_INSTRUCTIONS TO FOLLOW_. Scan the data, and whenever a line contains "ScriptDescriptor", copy it.

_MATERIAL SUPPLIED_.
»»

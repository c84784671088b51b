/// Bounds applied when loading schemas from a directory.
#[derive(Debug, Clone, Copy, PartialEq, Eq)]
pub struct DirectoryLimits {
    /// Most `<command>.schema.json` files accepted from one directory.
    pub max_files: usize,
    /// Largest accepted schema file, in bytes.
    pub max_file_bytes: usize,
}

impl Default for DirectoryLimits {
    fn default() -> Self {
        Self {
            max_files: 256,
            max_file_bytes: 256 * 1024,
        }
    }
}

/// Validation policy of a [`SchemaRegistry`](crate::SchemaRegistry).
#[derive(Debug, Clone, Copy, Default, PartialEq, Eq)]
pub struct RegistryConfig {
    /// Close every object schema that does not set `additionalProperties`.
    pub strict_mode: bool,
    /// Reject payloads for commands that have no schema.
    pub fail_on_missing_schema: bool,
    pub directory_limits: DirectoryLimits,
}

impl RegistryConfig {
    /// Enable strict mode.
    pub fn strict(mut self) -> Self {
        self.strict_mode = true;
        self
    }

    /// Require a schema for every validated command.
    pub fn require_schemas(mut self) -> Self {
        self.fail_on_missing_schema = true;
        self
    }

    pub fn with_directory_limits(mut self, limits: DirectoryLimits) -> Self {
        self.directory_limits = limits;
        self
    }
}
use serde::{Deserialize, Serialize};
use serde_json::{Map, Value};

use crate::constants::{is_reserved, READY_COMMAND};
use crate::error::{EnvelopeError, Result};

/// What a host advertises to its guest during the handshake.
#[derive(Debug, Clone, Default, PartialEq, Eq, Serialize, Deserialize)]
pub struct Manifest {
    /// Event names the host will relay. `None` means unrestricted.
    pub listeners: Option<Vec<String>>,
    /// Command names the guest may invoke on the host.
    pub methods: Vec<String>,
    /// Script tag snippets for the guest to inject.
    pub scripts: Vec<String>,
}

/// Host → guest envelope.
#[derive(Debug, Clone, PartialEq, Serialize, Deserialize)]
#[serde(rename_all = "camelCase")]
pub struct HostEnvelope {
    pub command: String,
    pub payload: Value,
    pub placement: String,
    pub available_listeners: Option<Vec<String>>,
    pub available_methods: Option<Vec<String>>,
    pub scripts: Vec<String>,
}

/// Guest → host envelope.
#[derive(Debug, Clone, PartialEq, Serialize, Deserialize)]
pub struct GuestEnvelope {
    pub command: String,
    pub payload: Value,
    pub placement: String,
}

/// A validated inbound message.
#[derive(Debug, Clone, PartialEq)]
pub struct Inbound {
    pub command: String,
    pub payload: Value,
    pub placement: String,
}

/// A validated handshake as received by a guest.
#[derive(Debug, Clone, PartialEq)]
pub struct Handshake {
    pub payload: Value,
    pub placement: String,
    pub manifest: Manifest,
}

impl HostEnvelope {
    /// Convert to the wire value.
    pub fn to_value(&self) -> Value {
        serde_json::json!({
            "command": self.command,
            "payload": self.payload,
            "placement": self.placement,
            "availableListeners": self.available_listeners,
            "availableMethods": self.available_methods,
            "scripts": self.scripts,
        })
    }
}

impl GuestEnvelope {
    /// Convert to the wire value.
    pub fn to_value(&self) -> Value {
        serde_json::json!({
            "command": self.command,
            "payload": self.payload,
            "placement": self.placement,
        })
    }
}

/// Build a host → guest envelope.
///
/// Only the handshake carries the listener and method lists; scripts ride
/// along on every message.
pub fn build_host_envelope(
    command: &str,
    payload: Value,
    placement: &str,
    manifest: &Manifest,
) -> HostEnvelope {
    let handshake = is_reserved(command);
    HostEnvelope {
        command: command.to_string(),
        payload,
        placement: placement.to_string(),
        available_listeners: if handshake {
            manifest.listeners.clone()
        } else {
            None
        },
        available_methods: handshake.then(|| manifest.methods.clone()),
        scripts: manifest.scripts.clone(),
    }
}

/// Build a guest → host envelope.
pub fn build_guest_envelope(command: &str, payload: Value, placement: &str) -> GuestEnvelope {
    GuestEnvelope {
        command: command.to_string(),
        payload,
        placement: placement.to_string(),
    }
}

/// Parse any inbound envelope.
///
/// `command` and `placement` must be non-empty strings. A missing payload is `null`.
pub fn parse_inbound(data: &Value) -> Result<Inbound> {
    let fields = as_object(data)?;
    Ok(Inbound {
        command: required_string(fields, "command")?,
        payload: fields.get("payload").cloned().unwrap_or(Value::Null),
        placement: required_string(fields, "placement")?,
    })
}

/// Parse a handshake envelope, including its manifest.
pub fn parse_handshake(data: &Value) -> Result<Handshake> {
    let inbound = parse_inbound(data)?;
    if !is_reserved(&inbound.command) {
        return Err(EnvelopeError::InvalidMessageFormat(format!(
            "expected '{READY_COMMAND}' command, got '{}'",
            inbound.command
        )));
    }

    let fields = as_object(data)?;
    let manifest = Manifest {
        listeners: string_list(fields, "availableListeners")?,
        methods: string_list(fields, "availableMethods")?.unwrap_or_default(),
        scripts: string_list(fields, "scripts")?.unwrap_or_default(),
    };

    Ok(Handshake {
        payload: inbound.payload,
        placement: inbound.placement,
        manifest,
    })
}

fn as_object(data: &Value) -> Result<&Map<String, Value>> {
    data.as_object().ok_or_else(|| {
        EnvelopeError::InvalidMessageFormat("message is not an object".to_string())
    })
}

fn required_string(fields: &Map<String, Value>, key: &str) -> Result<String> {
    match fields.get(key) {
        Some(Value::String(value)) if !value.is_empty() => Ok(value.clone()),
        Some(Value::String(_)) | Some(Value::Null) | None => Err(
            EnvelopeError::InvalidMessageFormat(format!("missing '{key}'")),
        ),
        Some(_) => Err(EnvelopeError::InvalidMessageFormat(format!(
            "'{key}' must be a string"
        ))),
    }
}

fn string_list(fields: &Map<String, Value>, key: &str) -> Result<Option<Vec<String>>> {
    match fields.get(key) {
        None | Some(Value::Null) => Ok(None),
        Some(value) => serde_json::from_value::<Vec<String>>(value.clone())
            .map(Some)
            .map_err(|err| {
                EnvelopeError::InvalidMessageFormat(format!("'{key}' must be a string list: {err}"))
            }),
    }
}
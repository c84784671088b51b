use std::sync::{Arc, Mutex, PoisonError};

/// Collaborator that turns `<script>` snippets into live script elements.
///
/// Fire-and-forget: implementations must treat empty input as a no-op and
/// never report failures to the caller.
pub trait ScriptLoader: Send + Sync {
    fn load_scripts(&self, snippets: &[String]);
}

/// Loader that ignores every snippet.
#[derive(Debug, Clone, Copy, Default)]
pub struct NoopScriptLoader;

impl ScriptLoader for NoopScriptLoader {
    fn load_scripts(&self, _snippets: &[String]) {}
}

/// Loader that remembers the snippets it was handed, in order.
#[derive(Debug, Clone, Default)]
pub struct RecordingScriptLoader {
    loaded: Arc<Mutex<Vec<String>>>,
}

impl RecordingScriptLoader {
    pub fn new() -> Self {
        Self::default()
    }

    /// Every snippet loaded so far.
    pub fn loaded(&self) -> Vec<String> {
        self.loaded
            .lock()
            .unwrap_or_else(PoisonError::into_inner)
            .clone()
    }
}

impl ScriptLoader for RecordingScriptLoader {
    fn load_scripts(&self, snippets: &[String]) {
        if snippets.is_empty() {
            return;
        }
        self.loaded
            .lock()
            .unwrap_or_else(PoisonError::into_inner)
            .extend(snippets.iter().cloned());
    }
}

/// A `<script>` element read out of a snippet.
#[derive(Debug, Clone, Default, PartialEq, Eq)]
pub struct ScriptDescriptor {
    /// Attributes in source order, names lowercased. Boolean attributes
    /// carry an empty value.
    pub attributes: Vec<(String, String)>,
    /// Inline content between the opening and closing tags.
    pub text: String,
}

impl ScriptDescriptor {
    /// Value of the named attribute, matched case-insensitively.
    pub fn attribute(&self, name: &str) -> Option<&str> {
        self.attributes
            .iter()
            .find(|(key, _)| key.eq_ignore_ascii_case(name))
            .map(|(_, value)| value.as_str())
    }

    pub fn src(&self) -> Option<&str> {
        self.attribute("src")
    }
}

/// Parse the first `<script>` element in `snippet`.
///
/// Returns `None` when the snippet holds no script element or its opening
/// tag is cut off. A missing closing tag runs the text to the end of the
/// snippet.
pub fn parse_script_tag(snippet: &str) -> Option<ScriptDescriptor> {
    let lower = snippet.to_ascii_lowercase();
    let bytes = snippet.as_bytes();

    let mut pos = find_tag(&lower, "<script", 0)? + "<script".len();
    let mut attributes: Vec<(String, String)> = Vec::new();
    loop {
        while pos < bytes.len() && (bytes[pos].is_ascii_whitespace() || bytes[pos] == b'/') {
            pos += 1;
        }
        if *bytes.get(pos)? == b'>' {
            pos += 1;
            break;
        }

        let name_start = pos;
        while pos < bytes.len() && !ends_name(bytes[pos]) {
            pos += 1;
        }
        let name = lower[name_start..pos].to_string();

        let mut value = String::new();
        let mut peek = pos;
        while peek < bytes.len() && bytes[peek].is_ascii_whitespace() {
            peek += 1;
        }
        if bytes.get(peek) == Some(&b'=') {
            pos = peek + 1;
            while pos < bytes.len() && bytes[pos].is_ascii_whitespace() {
                pos += 1;
            }
            let raw = match bytes.get(pos)? {
                quote @ (b'"' | b'\'') => {
                    let start = pos + 1;
                    let len = snippet[start..].find(*quote as char)?;
                    pos = start + len + 1;
                    &snippet[start..start + len]
                }
                _ => {
                    let start = pos;
                    while pos < bytes.len()
                        && !bytes[pos].is_ascii_whitespace()
                        && bytes[pos] != b'>'
                    {
                        pos += 1;
                    }
                    &snippet[start..pos]
                }
            };
            value = decode_entities(raw);
        }

        // The first occurrence of a repeated attribute wins.
        if !name.is_empty() && !attributes.iter().any(|(key, _)| *key == name) {
            attributes.push((name, value));
        }
    }

    let text_end = find_tag(&lower, "</script", pos).unwrap_or(snippet.len());
    Some(ScriptDescriptor {
        attributes,
        text: snippet[pos..text_end].to_string(),
    })
}

/// Start of the first `tag` at or after `from` that is followed by
/// whitespace, `/`, `>` or the end of input.
fn find_tag(lower: &str, tag: &str, from: usize) -> Option<usize> {
    let mut search = from;
    while let Some(offset) = lower[search..].find(tag) {
        let start = search + offset;
        let end = start + tag.len();
        match lower.as_bytes().get(end) {
            None => return Some(start),
            Some(byte) if byte.is_ascii_whitespace() || matches!(byte, b'/' | b'>') => {
                return Some(start)
            }
            Some(_) => search = end,
        }
    }
    None
}

fn ends_name(byte: u8) -> bool {
    byte.is_ascii_whitespace() || matches!(byte, b'=' | b'>' | b'/')
}

fn decode_entities(raw: &str) -> String {
    if !raw.contains('&') {
        return raw.to_string();
    }
    raw.replace("&quot;", "\"")
        .replace("&#39;", "'")
        .replace("&apos;", "'")
        .replace("&lt;", "<")
        .replace("&gt;", ">")
        .replace("&amp;", "&")
}

/// Loader that parses each snippet into a [`ScriptDescriptor`] and keeps
/// them in load order, the way a document head collects appended scripts.
///
/// Snippets without a script element are skipped.
#[derive(Debug, Clone, Default)]
pub struct ScriptTagLoader {
    scripts: Arc<Mutex<Vec<ScriptDescriptor>>>,
}

impl ScriptTagLoader {
    pub fn new() -> Self {
        Self::default()
    }

    /// Every script loaded so far.
    pub fn scripts(&self) -> Vec<ScriptDescriptor> {
        self.scripts
            .lock()
            .unwrap_or_else(PoisonError::into_inner)
            .clone()
    }
}

impl ScriptLoader for ScriptTagLoader {
    fn load_scripts(&self, snippets: &[String]) {
        if snippets.is_empty() {
            return;
        }
        let parsed: Vec<ScriptDescriptor> = snippets
            .iter()
            .filter_map(|snippet| {
                let descriptor = parse_script_tag(snippet);
                if descriptor.is_none() {
                    tracing::debug!(snippet = %snippet, "skipping snippet without a script element");
                }
                descriptor
            })
            .collect();
        self.scripts
            .lock()
            .unwrap_or_else(PoisonError::into_inner)
            .extend(parsed);
    }
}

««

_TASK OUTPUT_.
pub struct ScriptDescriptor {
impl ScriptDescriptor {
pub fn parse_script_tag(snippet: &str) -> Option<ScriptDescriptor> {
    Some(ScriptDescriptor {
/// Loader that parses each snippet into a [`ScriptDescriptor`] and keeps
    scripts: Arc<Mutex<Vec<ScriptDescriptor>>>,
    pub fn scripts(&self) -> Vec<ScriptDescriptor> {
        let parsed: Vec<ScriptDescriptor> = snippets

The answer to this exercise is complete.